Nuclear Medicine Department, A. Lacassagne Cancer Center, Nice, France.
Hematology Department, Aalborg University Hospital, Aalborg, Denmark.
J Nucl Med. 2017 Aug;58(8):1249-1254. doi: 10.2967/jnumed.116.184218. Epub 2017 Jan 26.
PET/CT-ascertained bone marrow involvement (BMI) constitutes the single most important reason for upstaging by PET/CT in Hodgkin lymphoma (HL). However, BMI assessment in PET/CT can be challenging. This study analyzed the clinicopathologic correlations and prognostic meaning of different patterns of bone marrow (BM) F-FDG uptake in HL. One hundred eighty newly diagnosed early unfavorable and advanced-stage HL patients, all scanned at baseline and after 2 adriamycin-bleomycin-vinblastine-dacarbazine (ABVD) courses with F-FDG PET, enrolled in 2 international studies aimed at assessing the role of interim PET scanning in HL, were retrospectively included. Patients were treated with ABVD × 4-6 cycles and involved-field radiation when needed, and no treatment adaptation on interim PET scanning was allowed. Two masked reviewers independently reported the scans. Thirty-eight patients (21.1%) had focal lesions (fPET), 10 of them with a single (unifocal) and 28 with multiple (multifocal) BM lesions. Fifty-three patients (29.4%) had pure strong (>liver) diffuse uptake (dPET) and 89 (48.4%) showed no or faint (≤liver) BM uptake (nPET). BM biopsy was positive in 6 of 38 patients (15.7%) for fPET, in 1 of 53 (1.9%) for dPET, and in 5 of 89 (5.6%) for nPET dPET was correlated with younger age, higher frequency of bulky disease, lower hemoglobin levels, higher leukocyte counts, and similar diffuse uptake in the spleen. Patients with pure dPET had a 3-y progression-free survival identical to patients without any F-FDG uptake (82.9% and 82.2%, respectively, = 0.918). However, patients with fPET+ (either unifocal or multifocal) had a 3-y progression-free survival significantly inferior to patients with dPET+ and nPET+ (66.7% and 82.5%, respectively, 0.03). The κ values for interobserver agreement were 0.84 for focal uptake and 0.78 for diffuse uptake. We confirmed that F-FDG PET scanning is a reliable tool for BMI assessment in HL, and BM biopsy is no longer needed for routine staging. Moreover, the interobserver agreement for BMI in this study proved excellent and only focal F-FDG BM uptake should be considered as a harbinger of HL.
PET/CT 确定的骨髓受累(BMI)是 PET/CT 在霍奇金淋巴瘤(HL)中进行分期上调的最重要原因。然而,在 PET/CT 中评估 BMI 具有挑战性。
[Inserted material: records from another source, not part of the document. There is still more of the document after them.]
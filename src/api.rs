//! HTTP client for the helpdesk REST API.
//!
//! Thin wrapper over a single `reqwest::Client`: every call is one request,
//! one attempt. Non-2xx responses become [`DeskError::Api`] carrying the
//! status code and the response body text; transport failures surface as
//! [`DeskError::Http`] and decode failures as [`DeskError::Json`]. Retry
//! policy belongs to
//! callers — the poller retries on its next tick, the operator re-runs a
//! failed command.

use reqwest::Client;
use serde::Serialize;
use serde::de::DeserializeOwned;

use crate::config::Config;
use crate::error::{DeskError, Result};
use crate::types::{
    FaqArticle, FaqPayload, Message, NewMessage, NewTicket, OverviewMetrics, ReplySuggestions,
    SummaryResult, Ticket, TicketDetails, TicketStatus, TicketStatusUpdate,
};

#[derive(Debug, Clone)]
pub struct ApiClient {
    client: Client,
    base_url: String,
}

impl ApiClient {
    /// Build a client against an explicit base URL (no trailing slash)
    pub fn new(base_url: impl Into<String>) -> Self {
        ApiClient {
            client: Client::new(),
            base_url: base_url.into(),
        }
    }

    /// Build a client from the resolved console configuration
    pub fn from_config(config: &Config) -> Result<Self> {
        Ok(Self::new(config.api_url()?))
    }

    pub fn base_url(&self) -> &str {
        &self.base_url
    }

    fn url(&self, path: &str) -> String {
        format!("{}{}", self.base_url, path)
    }

    async fn check(response: reqwest::Response) -> Result<reqwest::Response> {
        let status = response.status();
        if status.is_success() {
            return Ok(response);
        }
        let body = response.text().await.unwrap_or_default();
        Err(DeskError::Api {
            status: status.as_u16(),
            body,
        })
    }

    /// Decode a checked response body. Going through the body text keeps
    /// decode failures as [`DeskError::Json`] instead of folding them into
    /// the transport variant.
    async fn parse<T: DeserializeOwned>(response: reqwest::Response) -> Result<T> {
        let body = Self::check(response).await?.text().await?;
        Ok(serde_json::from_str(&body)?)
    }

    pub async fn get<T: DeserializeOwned>(&self, path: &str) -> Result<T> {
        let response = self.client.get(self.url(path)).send().await?;
        Self::parse(response).await
    }

    pub async fn post<T: DeserializeOwned, B: Serialize>(&self, path: &str, body: &B) -> Result<T> {
        let response = self.client.post(self.url(path)).json(body).send().await?;
        Self::parse(response).await
    }

    pub async fn put<T: DeserializeOwned, B: Serialize>(&self, path: &str, body: &B) -> Result<T> {
        let response = self.client.put(self.url(path)).json(body).send().await?;
        Self::parse(response).await
    }

    pub async fn delete(&self, path: &str) -> Result<()> {
        let response = self.client.delete(self.url(path)).send().await?;
        Self::check(response).await?;
        Ok(())
    }

    // Typed endpoints

    /// List tickets, optionally restricted server-side by status. The list
    /// views fetch the full collection and filter locally; the status query
    /// exists for scripting.
    pub async fn list_tickets(&self, status: Option<TicketStatus>) -> Result<Vec<Ticket>> {
        match status {
            Some(status) => self.get(&format!("/tickets?status={}", status)).await,
            None => self.get("/tickets").await,
        }
    }

    pub async fn get_ticket(&self, id: u64) -> Result<TicketDetails> {
        match self.get(&format!("/tickets/{}", id)).await {
            Err(DeskError::Api { status: 404, .. }) => {
                Err(DeskError::TicketNotFound(id.to_string()))
            }
            other => other,
        }
    }

    pub async fn create_ticket(&self, ticket: &NewTicket) -> Result<Ticket> {
        self.post("/tickets", ticket).await
    }

    pub async fn add_message(&self, ticket_id: u64, message: &NewMessage) -> Result<Message> {
        self.post(&format!("/tickets/{}/messages", ticket_id), message)
            .await
    }

    pub async fn update_ticket_status(
        &self,
        ticket_id: u64,
        update: &TicketStatusUpdate,
    ) -> Result<Ticket> {
        self.put(&format!("/tickets/{}/status", ticket_id), update)
            .await
    }

    pub async fn ticket_summary(&self, ticket_id: u64) -> Result<SummaryResult> {
        self.get(&format!("/tickets/{}/summary", ticket_id)).await
    }

    pub async fn reply_suggestions(&self, ticket_id: u64) -> Result<ReplySuggestions> {
        self.get(&format!("/tickets/{}/reply_suggestions", ticket_id))
            .await
    }

    pub async fn overview(&self) -> Result<OverviewMetrics> {
        self.get("/analytics/overview").await
    }

    pub async fn list_faq(&self) -> Result<Vec<FaqArticle>> {
        self.get("/faq").await
    }

    pub async fn create_faq(&self, article: &FaqPayload) -> Result<FaqArticle> {
        self.post("/faq", article).await
    }

    pub async fn update_faq(&self, id: u64, article: &FaqPayload) -> Result<FaqArticle> {
        self.put(&format!("/faq/{}", id), article).await
    }

    pub async fn delete_faq(&self, id: u64) -> Result<()> {
        self.delete(&format!("/faq/{}", id)).await
    }
}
本研究分析了 HL 中不同骨髓(BM)FDG 摄取模式的临床病理相关性和预后意义。
180 例新诊断的早期不良和晚期 HL 患者,均在基线和 2 个阿霉素-博来霉素-长春碱-达卡巴嗪(ABVD)疗程后进行 F-FDG PET 扫描,这些患者均参与了旨在评估中期 PET 扫描在 HL 中的作用的 2 项国际研究,前瞻性地纳入本研究。患者接受 ABVD × 4-6 个周期和必要时的受累野放疗,不允许根据中期 PET 扫描进行治疗调整。两名盲法审核员独立报告扫描结果。
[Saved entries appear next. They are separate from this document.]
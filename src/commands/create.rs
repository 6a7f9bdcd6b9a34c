use owo_colors::OwoColorize;

use crate::api::ApiClient;
use crate::commands::text_from_arg_or_stdin;
use crate::error::{DeskError, Result};
use crate::types::{Channel, Language, NewTicket};

pub struct CreateOptions {
    pub subject: String,
    pub description: Option<String>,
    pub language: Language,
    pub email: Option<String>,
    pub username: Option<String>,
    pub json: bool,
}

/// Create a ticket on the customer's behalf. Console-created tickets are
/// portal tickets; the messaging channels create their own.
pub async fn cmd_create(client: &ApiClient, options: CreateOptions) -> Result<()> {
    let description = text_from_arg_or_stdin(options.description)?
        .ok_or_else(|| DeskError::Other("a description is required (argument or stdin)".to_string()))?;

    let ticket = client
        .create_ticket(&NewTicket {
            subject: options.subject,
            description,
            channel: Channel::Portal,
            language: options.language,
            customer_email: options.email,
            customer_username: options.username,
        })
        .await?;

    if options.json {
        println!("{}", serde_json::to_string_pretty(&ticket)?);
        return Ok(());
    }

    println!(
        "{} ticket #{} ({} {})",
        "created".green(),
        ticket.id,
        ticket.priority,
        ticket.status
    );
    Ok(())
}
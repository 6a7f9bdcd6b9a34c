use crate::config::Config;
use crate::error::Result;

/// Print the effective configuration and where it came from
pub fn cmd_config_show() -> Result<()> {
    let config = Config::load()?;
    println!("config file: {}", Config::config_path().display());
    println!("api_url:     {}", config.api_url()?);
    println!(
        "department:  {}",
        config.default_department.as_deref().unwrap_or("(none)")
    );
    Ok(())
}

pub fn cmd_config_get(key: &str) -> Result<()> {
    let config = Config::load()?;
    match config.get(key)? {
        Some(value) => println!("{}", value),
        None => println!("(unset)"),
    }
    Ok(())
}

pub fn cmd_config_set(key: &str, value: &str) -> Result<()> {
    let mut config = Config::load()?;
    config.set(key, value)?;
    config.save()?;
    println!("{} = {}", key, value);
    Ok(())
}
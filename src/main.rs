use clap::{CommandFactory, Parser, Subcommand};
use clap_complete::Shell;
use std::io;
use std::process::ExitCode;

use opsdesk::commands::{
    CreateOptions, FaqEditOptions, LsOptions, SetOptions, cmd_config_get, cmd_config_set,
    cmd_config_show, cmd_create, cmd_dashboard, cmd_faq_add, cmd_faq_edit, cmd_faq_ls, cmd_faq_rm,
    cmd_ls, cmd_reply, cmd_set, cmd_show, cmd_watch,
};
use opsdesk::filter::{ChannelFilter, ViewPreset};
use opsdesk::types::{
    Language, RequestType, TicketPriority, TicketStatus, VALID_CHANNELS, VALID_LANGUAGES,
    VALID_PRIORITIES, VALID_REQUEST_TYPES, VALID_STATUSES,
};
use opsdesk::{ApiClient, Config};

#[derive(Parser)]
#[command(name = "opsdesk")]
#[command(about = "Terminal operator console for the helpdesk platform")]
#[command(version)]
struct Cli {
    #[command(subcommand)]
    command: Commands,
}

#[derive(Subcommand)]
enum Commands {
    /// Work with tickets
    #[command(visible_alias = "t")]
    Tickets {
        #[command(subcommand)]
        action: TicketAction,
    },

    /// Live view of the ticket list or one ticket, refreshed in the background
    Watch {
        /// Watch a single ticket's thread instead of the list
        #[arg(long)]
        ticket: Option<u64>,

        /// View preset for the list: active, closed, all
        #[arg(long, default_value = "active", value_parser = parse_view)]
        view: ViewPreset,
    },

    /// Manage knowledge-base articles
    Faq {
        #[command(subcommand)]
        action: FaqAction,
    },

    /// Show the analytics overview
    Dashboard {
        /// Output as JSON
        #[arg(long)]
        json: bool,
    },

    /// Manage configuration
    Config {
        #[command(subcommand)]
        action: ConfigAction,
    },

    /// Generate shell completions
    Completions {
        /// Shell to generate completions for [possible values: bash, zsh, fish, powershell, elvish]
        shell: Shell,
    },
}

#[derive(Subcommand)]
enum TicketAction {
    /// List tickets
    Ls {
        /// View preset: active, closed, all
        #[arg(long, default_value = "active", value_parser = parse_view)]
        view: ViewPreset,

        /// Filter by status, can be repeated; overrides --view
        #[arg(long = "status", value_parser = parse_status)]
        statuses: Vec<TicketStatus>,

        /// Filter by priority, can be repeated
        #[arg(long = "priority", value_parser = parse_priority)]
        priorities: Vec<TicketPriority>,

        /// Filter by channel (telegram, email, portal, all)
        #[arg(long, default_value = "all", value_parser = parse_channel_filter)]
        channel: ChannelFilter,

        /// Filter by department code (default from config)
        #[arg(long)]
        department: Option<String>,

        /// Free-text search over subject and customer contacts
        #[arg(long)]
        search: Option<String>,

        /// Show only open P4 tickets
        #[arg(long)]
        attention: bool,

        /// Output as JSON
        #[arg(long)]
        json: bool,
    },

    /// Display a ticket with its message thread
    Show {
        /// Ticket ID
        id: u64,

        /// Also fetch the AI thread summary
        #[arg(long)]
        summary: bool,

        /// Also fetch AI reply suggestions
        #[arg(long)]
        suggest: bool,

        /// Output as JSON
        #[arg(long)]
        json: bool,
    },

    /// Create a portal ticket on the customer's behalf
    Create {
        /// Ticket subject
        subject: String,

        /// Description text (reads from stdin if not provided)
        #[arg(short, long)]
        description: Option<String>,

        /// Customer language (ru, kk)
        #[arg(long, default_value = "ru", value_parser = parse_language)]
        language: Language,

        /// Customer email
        #[arg(long)]
        email: Option<String>,

        /// Customer username
        #[arg(long)]
        username: Option<String>,

        /// Output as JSON
        #[arg(long)]
        json: bool,
    },

    /// Post an agent reply to a ticket
    Reply {
        /// Ticket ID
        id: u64,

        /// Reply text (reads from stdin if not provided)
        body: Option<String>,
    },

    /// Update a ticket's status and related fields
    Set {
        /// Ticket ID
        id: u64,

        /// New status (new, in_progress, closed, auto_closed)
        #[arg(value_parser = parse_status)]
        status: TicketStatus,

        /// New priority
        #[arg(long, value_parser = parse_priority)]
        priority: Option<TicketPriority>,

        /// New request type classification
        #[arg(long = "type", value_parser = parse_request_type)]
        request_type: Option<RequestType>,

        /// Disable AI replies on this ticket
        #[arg(long, conflicts_with = "ai_on")]
        ai_off: bool,

        /// Re-enable AI replies on this ticket
        #[arg(long)]
        ai_on: bool,
    },
}

#[derive(Subcommand)]
enum FaqAction {
    /// List articles
    Ls {
        /// Output as JSON
        #[arg(long)]
        json: bool,
    },

    /// Create an article
    Add {
        /// Question text
        question: String,

        /// Answer text
        answer: String,

        /// Article language (ru, kk)
        #[arg(long, default_value = "ru", value_parser = parse_language)]
        language: Language,

        /// Main category (request type, e.g. problem)
        #[arg(long = "category")]
        category_main: Option<String>,

        /// Machine sub-code (e.g. CONNECTION_WIFI)
        #[arg(long = "code")]
        category_sub: Option<String>,

        /// Allow the AI to auto-resolve tickets with this article
        #[arg(long)]
        auto: bool,
    },

    /// Edit an article; unset flags keep stored values
    Edit {
        /// Article ID
        id: u64,

        /// New question text
        #[arg(long)]
        question: Option<String>,

        /// New answer text
        #[arg(long)]
        answer: Option<String>,

        /// New language (ru, kk)
        #[arg(long, value_parser = parse_language)]
        language: Option<Language>,

        /// New main category (empty string clears it)
        #[arg(long = "category")]
        category_main: Option<String>,

        /// New machine sub-code (empty string clears the whole code)
        #[arg(long = "code")]
        category_sub: Option<String>,

        /// Toggle AI auto-resolution
        #[arg(long)]
        auto: Option<bool>,
    },

    /// Delete an article
    Rm {
        /// Article ID
        id: u64,

        /// Skip confirmation prompt
        #[arg(long)]
        force: bool,
    },
}

#[derive(Subcommand)]
enum ConfigAction {
    /// Show current configuration
    Show,
    /// Set a configuration value
    Set {
        /// Configuration key (api_url, default_department)
        key: String,
        /// Value to set
        value: String,
    },
    /// Get a configuration value
    Get {
        /// Configuration key (api_url, default_department)
        key: String,
    },
}

fn parse_status(s: &str) -> Result<TicketStatus, String> {
    s.parse().map_err(|_| {
        format!(
            "Invalid status. Must be one of: {}",
            VALID_STATUSES.join(", ")
        )
    })
}

fn parse_priority(s: &str) -> Result<TicketPriority, String> {
    s.parse().map_err(|_| {
        format!(
            "Invalid priority. Must be one of: {}",
            VALID_PRIORITIES.join(", ")
        )
    })
}

fn parse_channel_filter(s: &str) -> Result<ChannelFilter, String> {
    s.parse().map_err(|_| {
        format!(
            "Invalid channel. Must be 'all' or one of: {}",
            VALID_CHANNELS.join(", ")
        )
    })
}

fn parse_language(s: &str) -> Result<Language, String> {
    s.parse().map_err(|_| {
        format!(
            "Invalid language. Must be one of: {}",
            VALID_LANGUAGES.join(", ")
        )
    })
}

fn parse_request_type(s: &str) -> Result<RequestType, String> {
    s.parse().map_err(|_| {
        format!(
            "Invalid request type. Must be one of: {}",
            VALID_REQUEST_TYPES.join(", ")
        )
    })
}

fn parse_view(s: &str) -> Result<ViewPreset, String> {
    s.parse()
        .map_err(|_| "Invalid view. Must be one of: active, closed, all".to_string())
}

fn generate_completions(shell: Shell) {
    let mut cmd = Cli::command();
    clap_complete::generate(shell, &mut cmd, "opsdesk", &mut io::stdout());
}

async fn run(command: Commands) -> opsdesk::Result<()> {
    // Completions and config run without touching the API
    let command = match command {
        Commands::Completions { shell } => {
            generate_completions(shell);
            return Ok(());
        }
        Commands::Config { action } => {
            return match action {
                ConfigAction::Show => cmd_config_show(),
                ConfigAction::Set { key, value } => cmd_config_set(&key, &value),
                ConfigAction::Get { key } => cmd_config_get(&key),
            };
        }
        other => other,
    };

    let config = Config::load()?;
    let client = ApiClient::from_config(&config)?;

    match command {
        Commands::Tickets { action } => match action {
            TicketAction::Ls {
                view,
                statuses,
                priorities,
                channel,
                department,
                search,
                attention,
                json,
            } => {
                cmd_ls(
                    &client,
                    LsOptions {
                        view,
                        statuses,
                        priorities,
                        channel,
                        department: department.or(config.default_department),
                        search,
                        attention_only: attention,
                        json,
                    },
                )
                .await
            }
            TicketAction::Show {
                id,
                summary,
                suggest,
                json,
            } => cmd_show(&client, id, summary, suggest, json).await,
            TicketAction::Create {
                subject,
                description,
                language,
                email,
                username,
                json,
            } => {
                cmd_create(
                    &client,
                    CreateOptions {
                        subject,
                        description,
                        language,
                        email,
                        username,
                        json,
                    },
                )
                .await
            }
            TicketAction::Reply { id, body } => cmd_reply(&client, id, body).await,
            TicketAction::Set {
                id,
                status,
                priority,
                request_type,
                ai_off,
                ai_on,
            } => {
                let ai_disabled = match (ai_off, ai_on) {
                    (true, _) => Some(true),
                    (_, true) => Some(false),
                    _ => None,
                };
                cmd_set(
                    &client,
                    id,
                    SetOptions {
                        status,
                        priority,
                        request_type,
                        ai_disabled,
                    },
                )
                .await
            }
        },

        Commands::Watch { ticket, view } => cmd_watch(&client, ticket, view).await,

        Commands::Faq { action } => match action {
            FaqAction::Ls { json } => cmd_faq_ls(&client, json).await,
            FaqAction::Add {
                question,
                answer,
                language,
                category_main,
                category_sub,
                auto,
            } => {
                cmd_faq_add(
                    &client,
                    question,
                    answer,
                    language,
                    category_main,
                    category_sub,
                    auto,
                )
                .await
            }
            FaqAction::Edit {
                id,
                question,
                answer,
                language,
                category_main,
                category_sub,
                auto,
            } => {
                cmd_faq_edit(
                    &client,
                    id,
                    FaqEditOptions {
                        question,
                        answer,
                        language,
                        category_main,
                        category_sub,
                        auto_resolvable: auto,
                    },
                )
                .await
            }
            FaqAction::Rm { id, force } => cmd_faq_rm(&client, id, force).await,
        },

        Commands::Dashboard { json } => cmd_dashboard(&client, json).await,

        // Handled before client construction
        Commands::Config { .. } | Commands::Completions { .. } => Ok(()),
    }
}

#[tokio::main]
async fn main() -> ExitCode {
    let cli = Cli::parse();

    match run(cli.command).await {
        Ok(_) => ExitCode::SUCCESS,
        Err(e) => {
            eprintln!("{}", e);
            ExitCode::FAILURE
        }
    }
}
38 例患者(21.1%)存在局灶性病变(fPET),其中 10 例为单发(单灶性),28 例为多发(多灶性)BM 病变。53 例患者(29.4%)存在单纯强(>肝脏)弥漫性摄取(dPET),89 例(48.4%)显示无或轻微(≤肝脏)BM 摄取(nPET)。38 例 fPET 患者中有 6 例(15.7%)骨髓活检阳性,53 例 dPET 患者中有 1 例(1.9%)阳性,89 例 nPET 患者中有 5 例(5.6%)阳性。dPET 与年龄较小、大肿块疾病频率较高、较低的血红蛋白水平、较高的白细胞计数以及脾脏相似的弥漫性摄取相关。纯 dPET 患者的 3 年无进展生存率与无任何 F-FDG 摄取的患者相同(分别为 82.9%和 82.2%,=0.918)。然而,fPET+(无论是单灶性还是多灶性)患者的 3 年无进展生存率明显低于 dPET+和 nPET+患者(分别为 66.7%和 82.5%,=0.03)。两名观察者之间在局灶性摄取和弥漫性摄取方面的κ值分别为 0.84 和 0.78。
我们证实,FDG PET 扫描是评估 HL 中 BMI 的可靠工具,并且不再需要常规分期进行骨髓活检。此外,本研究中 BMI 的观察者间一致性非常出色,只有局灶性 FDG BM 摄取才应被视为 HL 的先兆。